Speaking to reporters during a visit to Queens Beach (aka Coffee Beach) in La Brea yesterday, Boodram said, “We have had some many small oil spills in this country. We are an oil industry, why don’t we have a proper contingency plan? This should be a learning experience for the authorities. This oil spill will continue spreading to Guapo and Cedros and fishermen must be aware in those areas. Don’t come and fish between that oil, you will get yourself in difficult problems.”

Boodram said in his 30-plus years as a fisherman, the oil spill at La Brea was the worst he had ever seen. “I came here to give support to the fisherfolk and I could not believe what I saw. We saw some drops of oil, like raindrops, in the waters off Claxton Bay, but this oil here is like flood. I feel sorry for the residents in this area,” he said.

Boodram said the oil spill along the southwestern coastline was affecting the entire Gulf of Paria. “This is a powerful fishing area. We come down here to fish, so this will affect us all. My vessels have been fishing here for the past 30 years. I am sorry for the boat owners and families who depend on fishing for their livelihood at this time,” he said.

Boodram said he was not satisfied with the clean-up exercise. “They are scraping the oil and banking it on the seashore, when the tide comes it, that will wash into the sea again. They should have a crew of about 200 people down here, working to get this mess cleaned up,” he said.

A Ministry of National Security helicopter hovered, as Petrotrin officials continued an assessment of the area yesterday. 

Parts of Queens Beach were cordoned off allowing workers to mop up the oil, while air quality tests were conducted.

Boodram said fishing pirogues were stained with oil and several nets were lost. “These nets cost between $15,000 and $20,000. I will advise these fishermen not to go close to that oil,” he said.

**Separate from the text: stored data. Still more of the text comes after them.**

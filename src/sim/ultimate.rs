//! Soul-powered ultimate: a charge meter and an area freeze
//!
//! The freeze picks its victims once, at activation. Enemies that wander
//! into the radius afterwards are left alone.

use glam::Vec2;
use serde::{Deserialize, Serialize};

use super::enemy::Enemy;
use crate::tuning::UltimateTuning;

#[derive(Debug, Clone, Serialize, Deserialize)]
pub struct Ultimate {
    pub charge: u32,
    pub max_charge: u32,
    /// Souls banked toward the next charge
    pub partial_souls: u32,
    pub souls_per_charge: u32,
    pub active: bool,
    pub duration: f32,
    pub remaining: f32,
    pub freeze_radius: f32,
    /// Screen flash countdown after activation (render only)
    pub flash: f32,
    pub flash_secs: f32,
}

impl Ultimate {
    pub fn new(tuning: &UltimateTuning) -> Self {
        Self {
            charge: 0,
            max_charge: tuning.max_charge,
            partial_souls: 0,
            souls_per_charge: tuning.souls_per_charge.max(1),
            active: false,
            duration: tuning.duration,
            remaining: 0.0,
            freeze_radius: tuning.freeze_radius,
            flash: 0.0,
            flash_secs: tuning.flash_secs,
        }
    }

    pub fn is_charged(&self) -> bool {
        self.charge >= self.max_charge
    }

    /// Bank collected souls; every `souls_per_charge` become one charge.
    /// Nothing carries over once the meter is full.
    pub fn add_souls(&mut self, count: u32) {
        if self.is_charged() {
            return;
        }
        let banked = u64::from(self.partial_souls) + u64::from(count);
        let per_charge = u64::from(self.souls_per_charge.max(1));
        let charge = u64::from(self.charge) + banked / per_charge;
        if charge >= u64::from(self.max_charge) {
            self.charge = self.max_charge;
            self.partial_souls = 0;
        } else {
            // Both fit: charge < max_charge and the remainder < souls_per_charge
            self.charge = charge as u32;
            self.partial_souls = (banked % per_charge) as u32;
        }
    }

    /// Fire the freeze if the meter is full. Returns how many enemies were
    /// caught, or `None` if nothing happened.
    pub fn try_activate(&mut self, center: Vec2, enemies: &mut [Enemy]) -> Option<usize> {
        if self.active || !self.is_charged() {
            return None;
        }
        self.charge = 0;
        self.active = true;
        self.remaining = self.duration;
        self.flash = self.flash_secs;

        let radius_sq = self.freeze_radius * self.freeze_radius;
        let mut frozen = 0;
        for enemy in enemies
            .iter_mut()
            .filter(|e| e.alive && e.pos.distance_squared(center) <= radius_sq)
        {
            enemy.freeze(self.duration);
            frozen += 1;
        }
        log::info!("Ultimate activated, {frozen} enemies frozen");
        Some(frozen)
    }

    /// Count down the effect. Returns true on the frame it expires.
    pub fn advance(&mut self, dt: f32, enemies: &mut [Enemy]) -> bool {
        self.flash = (self.flash - dt).max(0.0);
        if !self.active {
            return false;
        }
        self.remaining -= dt;
        if self.remaining > 0.0 {
            return false;
        }
        self.remaining = 0.0;
        self.active = false;
        for enemy in enemies.iter_mut().filter(|e| e.alive && e.is_frozen()) {
            enemy.thaw();
        }
        log::info!("Ultimate expired");
        true
    }
}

Boodram cautioned residents to vacate their homes during the clean-up, especially children and pregnant women.

And families living along the coastline remained in their homes yesterday, refusing to evacuate to a shelter at the La Brea Community Centre. The residents said they were not prepared to leave their homes and belongings behind during the holiday season.

Last Friday residents were advised against cooking and lighting fires in the area. Petrotrin and other corporate citizens have been providing them with food and other supplies.

Many residents have been employed by the three contractors engaged by Petrotrin to clean up the coastline. 

The Express was told that the workers have been placed on two 12-hour shifts to ensure that the areas are cleaned within the shortest possible time.